Top of Material shown

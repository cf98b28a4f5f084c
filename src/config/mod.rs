pub mod cli;
pub mod settings;
pub mod toml_config;

pub use settings::Settings;

#[cfg(feature = "cli")]
use crate::domain::model::{BoundaryRule, OutputFormat};
#[cfg(feature = "cli")]
use crate::utils::error::Result;
#[cfg(feature = "cli")]
use clap::Parser;
#[cfg(feature = "cli")]
use std::path::PathBuf;
#[cfg(feature = "cli")]
use std::time::Duration;

#[cfg(feature = "cli")]
#[derive(Debug, Clone, Default, Parser)]
#[command(name = "hype-dial")]
#[command(about = "Measure AI hype in the latest Show HN posts and render it as a gauge")]
#[command(version)]
pub struct CliConfig {
    /// Path to a TOML profile
    #[arg(short, long)]
    pub config: Option<PathBuf>,

    /// Search endpoint (HN Algolia search_by_date compatible)
    #[arg(long)]
    pub endpoint: Option<String>,

    /// Post tag to sample
    #[arg(long)]
    pub tags: Option<String>,

    /// Number of pages to fetch
    #[arg(long)]
    pub pages: Option<usize>,

    /// Posts per page
    #[arg(long)]
    pub page_size: Option<usize>,

    /// Keyword boundary rule
    #[arg(long, value_enum)]
    pub boundary: Option<BoundaryRule>,

    /// Layout width the gauge is sized from
    #[arg(long)]
    pub width: Option<f64>,

    /// Output directory
    #[arg(short, long)]
    pub output: Option<String>,

    /// Output formats, comma separated
    #[arg(long, value_enum, value_delimiter = ',')]
    pub formats: Vec<OutputFormat>,

    /// Per-request timeout in seconds (0 disables)
    #[arg(long)]
    pub timeout_secs: Option<u64>,

    /// Give up on pages still loading after this many seconds (0 disables)
    #[arg(long)]
    pub deadline_secs: Option<u64>,

    /// Enable verbose output
    #[arg(short, long)]
    pub verbose: bool,

    /// Emit logs as JSON
    #[arg(long)]
    pub log_json: bool,

    /// Show the resolved settings and page URLs without fetching
    #[arg(long)]
    pub dry_run: bool,
}

#[cfg(feature = "cli")]
impl CliConfig {
    /// 預設值 < TOML 檔 < 命令列參數
    pub fn resolve(&self) -> Result<Settings> {
        let base = match &self.config {
            Some(path) => toml_config::TomlConfig::from_file(path)?.to_settings(),
            None => Settings::default(),
        };
        Ok(self.apply_to(base))
    }

    pub fn apply_to(&self, mut settings: Settings) -> Settings {
        if let Some(endpoint) = &self.endpoint {
            settings.endpoint = endpoint.clone();
        }
        if let Some(tags) = &self.tags {
            settings.tags = tags.clone();
        }
        if let Some(pages) = self.pages {
            settings.num_pages = pages;
        }
        if let Some(page_size) = self.page_size {
            settings.page_size = page_size;
        }
        if let Some(boundary) = self.boundary {
            settings.boundary = boundary;
        }
        if let Some(width) = self.width {
            settings.viewport_width = width;
        }
        if let Some(output) = &self.output {
            settings.output_path = output.clone();
        }
        if !self.formats.is_empty() {
            settings.output_formats = self.formats.clone();
        }
        if let Some(timeout) = self.timeout_secs {
            settings.timeout = (timeout > 0).then(|| Duration::from_secs(timeout));
        }
        if let Some(deadline) = self.deadline_secs {
            settings.deadline = (deadline > 0).then(|| Duration::from_secs(deadline));
        }
        settings
    }
}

Bottom of Material shown

Please filter the entries for the word "crate" and copy the lines that have it.

• **Response to the exercise**:
use crate::domain::model::{BoundaryRule, OutputFormat};
use crate::utils::error::Result;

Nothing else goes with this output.